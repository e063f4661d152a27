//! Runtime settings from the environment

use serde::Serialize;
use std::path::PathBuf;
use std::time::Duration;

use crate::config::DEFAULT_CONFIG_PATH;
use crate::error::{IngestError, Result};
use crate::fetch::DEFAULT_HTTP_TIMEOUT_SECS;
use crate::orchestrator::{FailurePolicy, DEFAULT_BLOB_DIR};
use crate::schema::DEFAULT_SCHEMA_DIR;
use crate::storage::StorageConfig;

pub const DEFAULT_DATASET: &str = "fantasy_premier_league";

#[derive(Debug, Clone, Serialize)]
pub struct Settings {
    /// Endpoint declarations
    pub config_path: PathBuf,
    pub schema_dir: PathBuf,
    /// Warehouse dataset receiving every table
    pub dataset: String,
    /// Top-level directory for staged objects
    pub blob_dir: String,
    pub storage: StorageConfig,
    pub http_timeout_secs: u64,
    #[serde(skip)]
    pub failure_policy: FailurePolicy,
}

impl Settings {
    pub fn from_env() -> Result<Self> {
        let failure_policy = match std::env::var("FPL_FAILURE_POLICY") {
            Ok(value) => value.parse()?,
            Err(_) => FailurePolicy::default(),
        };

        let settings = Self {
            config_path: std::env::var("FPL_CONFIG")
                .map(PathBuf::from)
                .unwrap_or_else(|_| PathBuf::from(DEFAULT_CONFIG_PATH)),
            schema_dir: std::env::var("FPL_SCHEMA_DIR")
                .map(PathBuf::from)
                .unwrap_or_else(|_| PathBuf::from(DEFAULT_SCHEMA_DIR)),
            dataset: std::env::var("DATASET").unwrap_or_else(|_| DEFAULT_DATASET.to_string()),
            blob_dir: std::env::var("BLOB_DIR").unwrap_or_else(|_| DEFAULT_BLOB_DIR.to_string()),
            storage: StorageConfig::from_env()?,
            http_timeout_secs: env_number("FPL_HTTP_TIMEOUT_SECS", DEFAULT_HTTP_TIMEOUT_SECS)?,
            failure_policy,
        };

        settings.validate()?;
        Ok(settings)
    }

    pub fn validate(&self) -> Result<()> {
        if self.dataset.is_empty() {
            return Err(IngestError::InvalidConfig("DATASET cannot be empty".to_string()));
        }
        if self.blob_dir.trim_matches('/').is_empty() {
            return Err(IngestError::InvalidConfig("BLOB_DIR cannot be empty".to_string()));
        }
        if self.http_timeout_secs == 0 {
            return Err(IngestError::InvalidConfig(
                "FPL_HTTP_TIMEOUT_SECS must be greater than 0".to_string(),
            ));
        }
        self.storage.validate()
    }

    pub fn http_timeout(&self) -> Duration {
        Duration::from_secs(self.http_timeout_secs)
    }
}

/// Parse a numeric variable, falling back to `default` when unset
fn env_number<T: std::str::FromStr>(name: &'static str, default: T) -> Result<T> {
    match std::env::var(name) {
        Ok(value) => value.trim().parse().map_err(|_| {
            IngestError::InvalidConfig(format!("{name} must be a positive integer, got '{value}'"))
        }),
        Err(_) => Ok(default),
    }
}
==
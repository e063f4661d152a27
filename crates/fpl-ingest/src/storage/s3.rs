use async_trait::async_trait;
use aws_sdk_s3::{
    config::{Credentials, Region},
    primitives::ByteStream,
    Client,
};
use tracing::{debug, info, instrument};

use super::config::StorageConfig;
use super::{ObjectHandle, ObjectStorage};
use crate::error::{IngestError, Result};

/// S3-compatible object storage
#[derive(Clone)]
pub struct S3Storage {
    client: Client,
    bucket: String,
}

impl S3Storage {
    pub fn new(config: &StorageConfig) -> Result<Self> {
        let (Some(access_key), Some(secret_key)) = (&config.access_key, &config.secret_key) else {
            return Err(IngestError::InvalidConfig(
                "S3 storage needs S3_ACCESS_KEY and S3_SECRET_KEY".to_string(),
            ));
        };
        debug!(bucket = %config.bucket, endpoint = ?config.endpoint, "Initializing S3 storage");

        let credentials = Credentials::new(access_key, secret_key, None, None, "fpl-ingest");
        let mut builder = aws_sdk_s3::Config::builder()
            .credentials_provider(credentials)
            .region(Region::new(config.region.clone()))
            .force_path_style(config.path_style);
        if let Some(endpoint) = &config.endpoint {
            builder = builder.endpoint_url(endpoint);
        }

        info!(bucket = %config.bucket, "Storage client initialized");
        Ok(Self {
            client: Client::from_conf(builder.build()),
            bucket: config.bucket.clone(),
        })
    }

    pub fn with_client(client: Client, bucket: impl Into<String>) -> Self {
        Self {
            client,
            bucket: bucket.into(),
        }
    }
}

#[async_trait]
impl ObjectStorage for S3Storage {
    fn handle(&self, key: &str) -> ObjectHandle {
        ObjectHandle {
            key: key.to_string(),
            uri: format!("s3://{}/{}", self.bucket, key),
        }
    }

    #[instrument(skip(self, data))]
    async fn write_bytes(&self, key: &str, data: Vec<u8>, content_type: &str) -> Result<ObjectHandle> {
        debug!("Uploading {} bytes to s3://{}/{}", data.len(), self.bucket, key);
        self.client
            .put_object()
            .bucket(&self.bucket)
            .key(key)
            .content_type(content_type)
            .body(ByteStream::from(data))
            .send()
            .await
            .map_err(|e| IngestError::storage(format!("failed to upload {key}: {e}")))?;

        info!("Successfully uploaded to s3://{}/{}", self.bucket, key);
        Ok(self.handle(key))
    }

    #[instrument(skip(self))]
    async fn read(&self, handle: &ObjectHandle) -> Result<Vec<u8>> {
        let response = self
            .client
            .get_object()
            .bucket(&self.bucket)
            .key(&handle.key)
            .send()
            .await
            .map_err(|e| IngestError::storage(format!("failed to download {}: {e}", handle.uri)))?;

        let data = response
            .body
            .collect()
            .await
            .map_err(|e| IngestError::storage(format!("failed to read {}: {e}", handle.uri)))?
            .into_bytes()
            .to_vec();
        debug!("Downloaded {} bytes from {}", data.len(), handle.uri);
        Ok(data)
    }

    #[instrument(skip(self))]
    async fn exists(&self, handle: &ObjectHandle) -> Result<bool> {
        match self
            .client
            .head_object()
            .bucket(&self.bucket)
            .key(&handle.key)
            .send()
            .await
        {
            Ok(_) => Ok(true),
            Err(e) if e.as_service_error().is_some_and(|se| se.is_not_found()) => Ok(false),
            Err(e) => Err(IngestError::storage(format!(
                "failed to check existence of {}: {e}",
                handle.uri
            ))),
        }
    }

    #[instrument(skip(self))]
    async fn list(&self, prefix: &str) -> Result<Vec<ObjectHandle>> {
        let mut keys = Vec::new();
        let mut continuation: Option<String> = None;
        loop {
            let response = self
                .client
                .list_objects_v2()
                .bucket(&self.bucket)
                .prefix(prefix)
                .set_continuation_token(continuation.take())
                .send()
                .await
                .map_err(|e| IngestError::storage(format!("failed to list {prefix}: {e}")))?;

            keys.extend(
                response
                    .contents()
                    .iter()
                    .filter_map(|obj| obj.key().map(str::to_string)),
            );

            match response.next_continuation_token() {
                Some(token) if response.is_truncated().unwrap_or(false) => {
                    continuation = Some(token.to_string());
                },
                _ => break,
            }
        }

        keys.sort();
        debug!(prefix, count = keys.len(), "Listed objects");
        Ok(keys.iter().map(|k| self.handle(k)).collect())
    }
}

EXERCISE GOAL - Give only the count of lines in the data that include the string "struct".

EXERCISE RESULT - 2